First, Defendant seeks an award of attorney's fees under 42 U.S.C. § 2000e-5(k), which provides for a discretionary award of attorney's fees to a prevailing party in an action under Title VII, and under A.R.S. § 41-1481.J, which provides for an award of fees to a prevailing party in an action under the Arizona Civil Rights Act.

It is well established that an award of fees to a prevailing defendant under § 2000e-5(k) is appropriate only upon a finding that the action was "frivolous, unreasonable, or without foundation, even though not brought in subjective bad faith." Thomas v. Bible, 983 F.2d 152, 155 (9th Cir.1993) (quoting Christiansburg Garment Co. v. EEOC, 434 U.S. 412, 421, 98 S.Ct. 694, 700, 54 L.Ed.2d 648 (1978)). The federal policy disfavoring fee awards to prevailing defendants under Title VII applies equally to an award of fees under A.R.S. § 41-1481.J. See Sees v. KTUC, Inc., 148 Ariz. 366, 714 P.2d 859, 862 (App.1985). In this case, the Court finds that Plaintiff's action was not "frivolous, unreasonable or without foundation". Defendant is therefore not entitled to an award of fees under either the federal or state civil rights statutory scheme.

Next, Defendant seeks an award of attorney's fees pursuant to A.R.S. § 12-341.01.A, which provides for a discretionary award of attorney's fees to the successful party in "any contested action arising out of a contract...." Plaintiff argues that the Christiansburg standard (limiting an award of fees to a prevailing defendant to those cases where the action was "frivolous, unreasonable, or without foundation") applies to a request for fees under A.R.S. § 12-341.01, in the employment context, and that Defendant's request for fees under that section should be denied as well. Defendant disagrees. Both parties rely upon the same case, Mullins v. Southern Pacific Transportation Co., ___ Ariz. ___, ___, 851 P.2d 839, 842 (App.1992), in support of their respective positions.

After a careful reading of Mullins and of Sees, the Court concludes that the federal policies limiting an award of fees under § 2000e-(5)(k) and A.R.S. § 41-1481.J do not apply to an award of fees to a prevailing defendant under § 12-341.01.A. Nothing in the factual background or language of those cases compels that conclusion. To the contrary, "A.R.S. § 12-341.01.A is remedial in nature and such relief is equally available to those who successfully defend an action as to those who successfully seek affirmative relief." Schwartz v. Farmers Ins. Co. of Arizona, 166 Ariz. 33, 800 P.2d 20 (App. 1990). Thus, to the extent that a claim in an employment case arises out of a contract and not out of federal or state civil rights law, it should be treated as any other contract claim, and attorney fees thereunder awarded pursuant to the standards generally applicable to such discretionary determinations.
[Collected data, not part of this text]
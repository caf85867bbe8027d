//! Offer Channel
//!
//! Holds the single active offer. Every inbound event supersedes the previous
//! one: the prior expiry timer and countdown ticker are stopped before
//! anything else happens, and the generation counter moves on so that a
//! late firing from a stopped timer is recognised and ignored.
//!
//! Two independent mechanisms remove an offer at its deadline: the scheduled
//! expiry and the countdown reaching zero. Either one alone is sufficient.

use chrono::{DateTime, Utc};
use resq_domain::{resolve_image_url, Countdown, Offer, OfferKey, VehicleId};
use serde::{Deserialize, Serialize};
use tracing::{debug, info};

use crate::handle::{self, SubscriptionHandle};
use crate::inbox::CoreEvent;
use crate::runtime::CoreContext;

/// Audible/visual alert collaborator, invoked once per new notification
pub trait AlertSink: Send + Sync + 'static {
    /// A new offer is in front of the driver.
    fn offer_alert(&self, offer: &Offer);
}

/// Alert sink that only logs
#[derive(Debug, Clone, Copy, Default)]
pub struct LogAlertSink;

impl AlertSink for LogAlertSink {
    fn offer_alert(&self, offer: &Offer) {
        info!(
            vehicle_id = offer.vehicle_id,
            request_id = %offer.request.id,
            offered_at = %offer.offered_at,
            "New dispatch offer"
        );
    }
}

/// Published projection of the active offer
#[derive(Debug, Clone, PartialEq, Serialize, Deserialize)]
pub struct OfferView {
    /// The offer as received
    pub offer: Offer,
    /// Absolute deadline
    pub ends_at: DateTime<Utc>,
    /// Remaining lifetime for display
    pub countdown: Countdown,
    /// Proof image resolved against the asset server
    pub proof_image_url: Option<String>,
}

/// Owner of the active offer
pub(crate) struct OfferChannel {
    vehicle_id: VehicleId,
    active: Option<Offer>,
    generation: u64,
    last_alert: Option<OfferKey>,
    expiry: Option<SubscriptionHandle>,
    ticker: Option<SubscriptionHandle>,
}

impl OfferChannel {
    pub(crate) fn new(vehicle_id: VehicleId) -> Self {
        Self {
            vehicle_id,
            active: None,
            generation: 0,
            last_alert: None,
            expiry: None,
            ticker: None,
        }
    }

    pub(crate) fn active(&self) -> Option<&Offer> {
        self.active.as_ref()
    }

    /// Whether the expiry timer is armed.
    pub(crate) fn is_armed(&self) -> bool {
        self.expiry.is_some()
    }

    /// Apply one feed event. Returns `true` when the active offer changed.
    pub(crate) fn on_event(
        &mut self,
        offer: Offer,
        ctx: &CoreContext,
        alerts: &dyn AlertSink,
    ) -> bool {
        if offer.vehicle_id != self.vehicle_id {
            debug!(
                vehicle_id = self.vehicle_id,
                target = offer.vehicle_id,
                "Ignoring offer addressed to another vehicle"
            );
            return false;
        }

        self.disarm();
        self.generation += 1;

        if offer.is_cancelled {
            info!(request_id = %offer.request.id, "Offer cancelled by server");
            return self.active.take().is_some();
        }

        let default_ttl = ctx.config.timing.default_offer_ttl_secs;
        let now = ctx.clock.now();
        let key = offer.key();
        if offer.is_valid_at(now, default_ttl) && self.last_alert.as_ref() != Some(&key) {
            alerts.offer_alert(&offer);
            self.last_alert = Some(key);
        }

        let generation = self.generation;
        let inbox = ctx.inbox.clone();
        self.expiry = Some(SubscriptionHandle::timeout(
            "offer-expiry",
            offer.remaining(now, default_ttl),
            move || {
                inbox.post(CoreEvent::OfferExpired { generation });
            },
        ));

        let inbox = ctx.inbox.clone();
        self.ticker = Some(SubscriptionHandle::interval(
            "offer-countdown",
            ctx.config.timing.countdown_tick(),
            move || inbox.post(CoreEvent::CountdownTick { generation }),
        ));

        debug!(
            request_id = %offer.request.id,
            ends_at = %offer.ends_at(default_ttl),
            "Offer active"
        );
        self.active = Some(offer);
        true
    }

    /// Scheduled expiry fired.
    pub(crate) fn on_expired(&mut self, generation: u64) -> bool {
        if generation != self.generation {
            return false;
        }
        self.disarm();
        match self.active.take() {
            Some(offer) => {
                info!(request_id = %offer.request.id, "Offer expired");
                true
            }
            None => false,
        }
    }

    /// Countdown tick. Returns `true` because the projection moved; an
    /// elapsed countdown also clears the offer.
    pub(crate) fn on_tick(&mut self, generation: u64, ctx: &CoreContext) -> bool {
        if generation != self.generation {
            return false;
        }
        let default_ttl = ctx.config.timing.default_offer_ttl_secs;
        let elapsed = match &self.active {
            Some(offer) => offer.countdown(ctx.clock.now(), default_ttl).is_elapsed(),
            None => return false,
        };
        if elapsed {
            return self.on_expired(generation);
        }
        true
    }

    /// Clear the active offer if it is still the one identified by `key`.
    pub(crate) fn clear_if(&mut self, key: &OfferKey) -> bool {
        if self.active.as_ref().map(Offer::key).as_ref() != Some(key) {
            return false;
        }
        self.disarm();
        self.generation += 1;
        self.active = None;
        true
    }

    pub(crate) fn view(&self, ctx: &CoreContext) -> Option<OfferView> {
        let offer = self.active.as_ref()?;
        let default_ttl = ctx.config.timing.default_offer_ttl_secs;
        Some(OfferView {
            offer: offer.clone(),
            ends_at: offer.ends_at(default_ttl),
            countdown: offer.countdown(ctx.clock.now(), default_ttl),
            proof_image_url: resolve_image_url(
                offer.request.proof_image_url.as_deref(),
                &ctx.config.server.asset_base_url,
            ),
        })
    }

    pub(crate) fn teardown(&mut self) {
        self.disarm();
        self.generation += 1;
        self.active = None;
    }

    fn disarm(&mut self) {
        handle::clear(&mut self.expiry);
        handle::clear(&mut self.ticker);
    }
}
//! Core functionality for the ResQ vehicle dispatch system.
//!
//! This crate provides the ambient pieces shared by every other crate in the
//! workspace: configuration loading, the common error type, logging
//! initialization, and the geographic and clock primitives the dispatch core
//! is built on.

pub mod config;
pub mod error;
pub mod logging;
pub mod types;

pub use config::{Config, RoutingConfig, ServerConfig, SessionConfig, TimingConfig};
pub use error::{Error, Result};
pub use types::{Bounds, Clock, GeoPoint, ManualClock, SystemClock, TokioClock};
//! OSRM-compatible HTTP routing provider

use async_trait::async_trait;
use resq_core::{GeoPoint, RoutingConfig};
use resq_dispatch::{RouteError, RoutePath, RouteProvider};
use serde::Deserialize;
use std::time::Duration;
use tracing::debug;
use url::Url;

use crate::error::{GatewayError, Result};

#[derive(Debug, Deserialize)]
struct OsrmResponse {
    code: String,
    #[serde(default)]
    message: Option<String>,
    #[serde(default)]
    routes: Vec<OsrmRoute>,
}

#[derive(Debug, Deserialize)]
struct OsrmRoute {
    geometry: OsrmGeometry,
    distance: f64,
    #[serde(default)]
    duration: Option<f64>,
}

#[derive(Debug, Deserialize)]
struct OsrmGeometry {
    /// `[lng, lat]` pairs
    coordinates: Vec<[f64; 2]>,
}

/// Driving routes from an OSRM `route/v1` service
#[derive(Debug, Clone)]
pub struct OsrmRouteProvider {
    http: reqwest::Client,
    base: String,
}

impl OsrmRouteProvider {
    /// Provider for the service at `base_url`.
    pub fn new(base_url: &str, timeout: Duration) -> Result<Self> {
        Url::parse(base_url)?;
        let http = reqwest::Client::builder().timeout(timeout).build()?;
        Ok(Self {
            http,
            base: base_url.trim_end_matches('/').to_string(),
        })
    }

    /// Provider for the configured URL, if one is set.
    pub fn from_config(routing: &RoutingConfig, timeout: Duration) -> Result<Option<Self>> {
        routing
            .provider_url
            .as_deref()
            .map(|url| Self::new(url, timeout))
            .transpose()
    }

    fn route_url(&self, from: GeoPoint, to: GeoPoint) -> Result<Url> {
        let raw = format!(
            "{}/route/v1/driving/{},{};{},{}?overview=full&geometries=geojson",
            self.base, from.lng, from.lat, to.lng, to.lat
        );
        Ok(Url::parse(&raw)?)
    }
}

fn parse_route(body: OsrmResponse) -> std::result::Result<RoutePath, RouteError> {
    match body.code.as_str() {
        "Ok" => {}
        "NoRoute" | "NoSegment" => return Err(RouteError::NoRoute),
        other => {
            return Err(RouteError::InvalidResponse(
                body.message.unwrap_or_else(|| other.to_string()),
            ))
        }
    }
    let route = body.routes.into_iter().next().ok_or(RouteError::NoRoute)?;
    let points = route
        .geometry
        .coordinates
        .into_iter()
        .map(|[lng, lat]| GeoPoint::new(lat, lng))
        .collect::<std::result::Result<Vec<_>, _>>()
        .map_err(|e| RouteError::InvalidResponse(e.to_string()))?;
    Ok(RoutePath {
        points,
        distance_m: route.distance,
        duration_s: route.duration,
    })
}

#[async_trait]
impl RouteProvider for OsrmRouteProvider {
    async fn route(&self, from: GeoPoint, to: GeoPoint) -> std::result::Result<RoutePath, RouteError> {
        let url = self.route_url(from, to)?;
        let response = self
            .http
            .get(url)
            .send()
            .await
            .map_err(GatewayError::from)?;

        // OSRM answers NoRoute with a 400 and a JSON body
        let status = response.status();
        let body: OsrmResponse = match response.json().await {
            Ok(body) => body,
            Err(e) if status.is_success() => return Err(GatewayError::from(e).into()),
            Err(_) => {
                return Err(GatewayError::Status {
                    status: status.as_u16(),
                    body: String::new(),
                }
                .into())
            }
        };
        let path = parse_route(body)?;
        debug!(points = path.points.len(), distance_m = path.distance_m, "Route computed");
        Ok(path)
    }
}

#[cfg(test)]
mod tests {
    use super::*;
    use serde_json::json;

    const FROM: GeoPoint = GeoPoint { lat: 9.68, lng: 80.01 };
    const TO: GeoPoint = GeoPoint { lat: 9.6615, lng: 80.0255 };

    #[test]
    fn test_route_url_uses_lng_lat_order() {
        let provider =
            OsrmRouteProvider::new("https://router.example/", Duration::from_secs(5)).unwrap();
        let url = provider.route_url(FROM, TO).unwrap();
        assert_eq!(url.path(), "/route/v1/driving/80.01,9.68;80.0255,9.6615");
        assert_eq!(url.query(), Some("overview=full&geometries=geojson"));
    }

    #[test]
    fn test_parse_ok_route() {
        let body: OsrmResponse = serde_json::from_value(json!({
            "code": "Ok",
            "routes": [{
                "geometry": { "type": "LineString", "coordinates": [[80.01, 9.68], [80.02, 9.67], [80.0255, 9.6615]] },
                "distance": 2875.4,
                "duration": 312.9
            }]
        }))
        .unwrap();
        let path = parse_route(body).unwrap();
        assert_eq!(path.points.len(), 3);
        assert_eq!(path.points[0], FROM);
        assert_eq!(path.points[2], TO);
        assert_eq!(path.duration_s, Some(312.9));
    }

    #[test]
    fn test_parse_no_route() {
        let body: OsrmResponse =
            serde_json::from_value(json!({ "code": "NoRoute", "message": "Impossible route" }))
                .unwrap();
        assert_eq!(parse_route(body), Err(RouteError::NoRoute));
    }

    #[test]
    fn test_parse_other_code() {
        let body: OsrmResponse =
            serde_json::from_value(json!({ "code": "InvalidQuery", "message": "bad coords" }))
                .unwrap();
        assert_eq!(
            parse_route(body),
            Err(RouteError::InvalidResponse("bad coords".into()))
        );
    }

    #[test]
    fn test_no_provider_configured() {
        let routing = RoutingConfig::default();
        assert!(OsrmRouteProvider::from_config(&routing, Duration::from_secs(5))
            .unwrap()
            .is_none());
    }
}
//! Test utilities for the vehicle dispatch scenarios

use futures_util::{SinkExt, StreamExt};
use resq_core::GeoPoint;
use resq_dispatch::testing::{sample_record, TestRig};
use resq_dispatch::{VehicleCore, VehicleSnapshot};
use resq_domain::AssignmentRecord;
use serde_json::{json, Value};
use tokio::net::TcpListener;
use tokio::sync::{mpsc, watch};
use tokio::task::JoinHandle;
use tokio_tungstenite::tungstenite::handshake::server::{ErrorResponse, Request, Response};
use tokio_tungstenite::tungstenite::http::HeaderValue;
use tokio_tungstenite::tungstenite::Message;

/// Destination used by every sample offer
pub const HOSPITAL: GeoPoint = GeoPoint { lat: 9.6615, lng: 80.0255 };

/// Where the vehicle waits
pub const DEPOT: GeoPoint = GeoPoint { lat: 9.6800, lng: 80.0100 };

/// Install a test-friendly subscriber once; later calls are no-ops.
pub fn init_test_logging() {
    let _ = tracing_subscriber::fmt()
        .with_env_filter(tracing_subscriber::EnvFilter::from_default_env())
        .with_test_writer()
        .try_init();
}

/// Start the core on `rig` and return it with a snapshot receiver.
pub fn start_core(rig: &TestRig) -> (VehicleCore, watch::Receiver<VehicleSnapshot>) {
    init_test_logging();
    let core = match VehicleCore::start(rig.parts()) {
        Ok(core) => core,
        Err(e) => panic!("vehicle core failed to start: {}", e),
    };
    let rx = core.subscribe();
    (core, rx)
}

/// Server record for assignment `id` on request 101 at [`HOSPITAL`]
pub fn hospital_record(id: i64, status: &str) -> AssignmentRecord {
    sample_record(id, "101", status, Some(HOSPITAL))
}

/// `graphql-transport-ws` server accepting one subscriber
///
/// Performs the handshake, then forwards every pushed payload as a `next`
/// message for the subscription the client opened.
pub struct LoopbackOfferServer {
    url: String,
    payloads: mpsc::UnboundedSender<Value>,
    task: JoinHandle<Value>,
}

impl LoopbackOfferServer {
    /// Bind to an ephemeral local port.
    pub async fn start() -> Self {
        let listener = TcpListener::bind("127.0.0.1:0")
            .await
            .expect("bind loopback listener");
        let url = format!("ws://{}/graphql", listener.local_addr().expect("local addr"));
        let (payloads, mut rx) = mpsc::unbounded_channel::<Value>();

        let task = tokio::spawn(async move {
            let (stream, _) = listener.accept().await.expect("accept subscriber");
            let callback = |_req: &Request, mut resp: Response| {
                resp.headers_mut().insert(
                    "Sec-WebSocket-Protocol",
                    HeaderValue::from_static("graphql-transport-ws"),
                );
                Ok::<Response, ErrorResponse>(resp)
            };
            let mut ws = tokio_tungstenite::accept_hdr_async(stream, callback)
                .await
                .expect("websocket handshake");

            let mut init = Value::Null;
            let mut subscription = None;
            while subscription.is_none() {
                let text = match ws.next().await {
                    Some(Ok(Message::Text(text))) => text,
                    Some(Ok(_)) => continue,
                    other => panic!("subscriber went away during handshake: {:?}", other),
                };
                let message: Value = serde_json::from_str(&text).expect("client json");
                match message["type"].as_str() {
                    Some("connection_init") => {
                        init = message["payload"].clone();
                        let ack = json!({ "type": "connection_ack" }).to_string();
                        ws.send(Message::Text(ack)).await.expect("send ack");
                    }
                    Some("subscribe") => subscription = Some(message),
                    _ => {}
                }
            }
            let subscription = subscription.unwrap_or_default();
            let id = subscription["id"].as_str().unwrap_or_default().to_string();

            loop {
                tokio::select! {
                    payload = rx.recv() => match payload {
                        Some(payload) => {
                            let next = json!({ "type": "next", "id": id, "payload": payload });
                            if ws.send(Message::Text(next.to_string())).await.is_err() {
                                break;
                            }
                        }
                        None => break,
                    },
                    frame = ws.next() => match frame {
                        Some(Ok(_)) => {}
                        _ => break,
                    },
                }
            }
            json!({ "init": init, "subscribe": subscription })
        });

        Self {
            url,
            payloads,
            task,
        }
    }

    /// WebSocket URL of the server
    pub fn url(&self) -> &str {
        &self.url
    }

    /// Deliver one `next` payload to the subscriber.
    pub fn push(&self, payload: Value) {
        let _ = self.payloads.send(payload);
    }

    /// Stop serving and return the client's `connection_init` and
    /// `subscribe` messages.
    pub async fn finish(self) -> Value {
        drop(self.payloads);
        self.task.await.expect("server task")
    }
}

/// `next` payload for an offer of request `request_id` made at `offered_at`
pub fn offer_payload(request_id: i64, offered_at: &str, ttl_seconds: u32) -> Value {
    json!({
        "data": {
            "onVehicleAssignmentOffered": {
                "request": {
                    "id": request_id,
                    "address": "Hospital Rd, Jaffna",
                    "createdAt": offered_at,
                    "description": "Road traffic accident",
                    "emergencySubCategoryId": 3,
                    "latitude": HOSPITAL.lat,
                    "longitude": HOSPITAL.lng,
                    "proofImageURL": "/uploads/proof.jpg",
                    "emergencySubCategory": { "name": "Trauma" },
                    "civilianId": 9,
                    "civilian": { "name": "S. Tharshan", "phoneNumber": "+94770000000" }
                },
                "isCancelled": false,
                "offeredAt": offered_at,
                "offerTtlSeconds": ttl_seconds
            }
        }
    })
}
//! Session Store
//!
//! The authentication collaborator owns the vehicle identity and writes it
//! under two keys ([`SESSION_TOKEN_KEY`], [`SESSION_INFO_KEY`]). The core only
//! reads it through [`SessionProvider`]; [`SessionStore`] adds the write side
//! for tools that play the collaborator's role.

use resq_domain::{Session, SESSION_INFO_KEY, SESSION_TOKEN_KEY};
use rusqlite::{params, Connection, OptionalExtension};
use std::collections::HashMap;
use std::path::Path;
use std::sync::Mutex;
use tracing::{debug, warn};

use crate::error::{DispatchError, Result};

/// Abstract "current session" accessor injected into the core
pub trait SessionProvider: Send + Sync + 'static {
    /// Current vehicle identity, or `None` when nobody is logged in.
    fn current_session(&self) -> Option<Session>;
}

/// Read/write contract of the cached identity
pub trait SessionStore: SessionProvider {
    /// Persist `session`, replacing any previous identity.
    fn save(&self, session: &Session) -> Result<()>;

    /// Forget the cached identity.
    fn clear(&self) -> Result<()>;
}

/// Rebuild a session from raw key/value entries.
///
/// Unusable entries are logged and read as "no session".
fn session_from_entries(token: Option<String>, info: Option<String>) -> Option<Session> {
    let (token, info) = match (token, info) {
        (Some(t), Some(i)) => (t, i),
        _ => return None,
    };
    match Session::from_stored(&token, &info) {
        Ok(session) => Some(session),
        Err(e) => {
            warn!(error = %e, "Cached vehicle identity is unusable");
            None
        }
    }
}

/// Session cache backed by a SQLite key/value table
#[derive(Debug)]
pub struct SqliteSessionStore {
    db: Mutex<Connection>,
}

impl SqliteSessionStore {
    /// Open (or create) the store at `db_path`.
    pub fn open<P: AsRef<Path>>(db_path: P) -> Result<Self> {
        Self::with_connection(Connection::open(db_path)?)
    }

    /// Store that lives only as long as the process
    pub fn open_in_memory() -> Result<Self> {
        Self::with_connection(Connection::open_in_memory()?)
    }

    fn with_connection(db: Connection) -> Result<Self> {
        db.execute(
            "CREATE TABLE IF NOT EXISTS session_kv (
                key TEXT PRIMARY KEY,
                value TEXT NOT NULL
            )",
            [],
        )?;
        Ok(Self { db: Mutex::new(db) })
    }

    fn lock(&self) -> Result<std::sync::MutexGuard<'_, Connection>> {
        self.db
            .lock()
            .map_err(|_| DispatchError::SessionStore("session store lock poisoned".to_string()))
    }

    fn read(db: &Connection, key: &str) -> Result<Option<String>> {
        let value = db
            .query_row(
                "SELECT value FROM session_kv WHERE key = ?1",
                params![key],
                |row| row.get::<_, String>(0),
            )
            .optional()?;
        Ok(value)
    }

    fn load(&self) -> Result<Option<Session>> {
        let db = self.lock()?;
        let token = Self::read(&db, SESSION_TOKEN_KEY)?;
        let info = Self::read(&db, SESSION_INFO_KEY)?;
        Ok(session_from_entries(token, info))
    }
}

impl SessionProvider for SqliteSessionStore {
    fn current_session(&self) -> Option<Session> {
        match self.load() {
            Ok(session) => session,
            Err(e) => {
                warn!(error = %e, "Failed to read session store");
                None
            }
        }
    }
}

impl SessionStore for SqliteSessionStore {
    fn save(&self, session: &Session) -> Result<()> {
        let info = session.to_stored_info()?;
        let mut db = self.lock()?;
        let tx = db.transaction()?;
        tx.execute(
            "INSERT OR REPLACE INTO session_kv (key, value) VALUES (?1, ?2)",
            params![SESSION_TOKEN_KEY, session.token],
        )?;
        tx.execute(
            "INSERT OR REPLACE INTO session_kv (key, value) VALUES (?1, ?2)",
            params![SESSION_INFO_KEY, info],
        )?;
        tx.commit()?;
        debug!(vehicle_id = session.vehicle_id, "Session saved");
        Ok(())
    }

    fn clear(&self) -> Result<()> {
        let db = self.lock()?;
        db.execute(
            "DELETE FROM session_kv WHERE key IN (?1, ?2)",
            params![SESSION_TOKEN_KEY, SESSION_INFO_KEY],
        )?;
        debug!("Session cleared");
        Ok(())
    }
}

/// In-process session cache
#[derive(Debug, Default)]
pub struct MemorySessionStore {
    entries: Mutex<HashMap<&'static str, String>>,
}

impl MemorySessionStore {
    /// Empty store
    pub fn new() -> Self {
        Self::default()
    }

    /// Store pre-populated with `session`
    pub fn with_session(session: &Session) -> Result<Self> {
        let store = Self::new();
        store.save(session)?;
        Ok(store)
    }

    /// Write one raw entry, as the login flow would.
    pub fn put_raw(&self, key: &'static str, value: impl Into<String>) {
        if let Ok(mut entries) = self.entries.lock() {
            entries.insert(key, value.into());
        }
    }
}

impl SessionProvider for MemorySessionStore {
    fn current_session(&self) -> Option<Session> {
        let entries = self.entries.lock().ok()?;
        session_from_entries(
            entries.get(SESSION_TOKEN_KEY).cloned(),
            entries.get(SESSION_INFO_KEY).cloned(),
        )
    }
}

impl SessionStore for MemorySessionStore {
    fn save(&self, session: &Session) -> Result<()> {
        let info = session.to_stored_info()?;
        let mut entries = self
            .entries
            .lock()
            .map_err(|_| DispatchError::SessionStore("session store lock poisoned".to_string()))?;
        entries.insert(SESSION_TOKEN_KEY, session.token.clone());
        entries.insert(SESSION_INFO_KEY, info);
        Ok(())
    }

    fn clear(&self) -> Result<()> {
        let mut entries = self
            .entries
            .lock()
            .map_err(|_| DispatchError::SessionStore("session store lock poisoned".to_string()))?;
        entries.clear();
        Ok(())
    }
}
In Associated Indem. Corp. v. Warner, 143 Ariz. 567, 694 P.2d 1181 (1985), the Arizona Supreme Court set forth the factors to be considered in determining whether attorney's fees should be awarded under § 12-341.01. Those factors include:

1. the merits of the claim or defense presented by the unsuccessful party;
2. whether the litigation could have been avoided or settled and the successful party's efforts were completely superfluous in achieving the result;
3. whether assessing fees against the unsuccessful party would cause an extreme hardship;
4. whether the successful party prevailed with respect to all of the relief sought;
5. the novelty of the legal question presented, and whether the claim or defense had previously been adjudicated in this jurisdiction;
6. whether the award in that particular case would discourage other parties with tenable claims or defenses from litigating or defending legitimate contract issues for fear of incurring liability for substantial amounts of attorney's fees.

Id. at 570, 694 P.2d at 1184.

Applying those standards to this case, the Court first notes that of the eight causes of action asserted by Plaintiff, only Count IV arose out of contract. The legal question presented by the contract claim was not particularly complex or novel, and Defendant prevailed under existing Arizona case law which indicated that the handbook provisions in question were contractual in nature, and that Plaintiff was bound by her consent to follow the exclusive remedies afforded...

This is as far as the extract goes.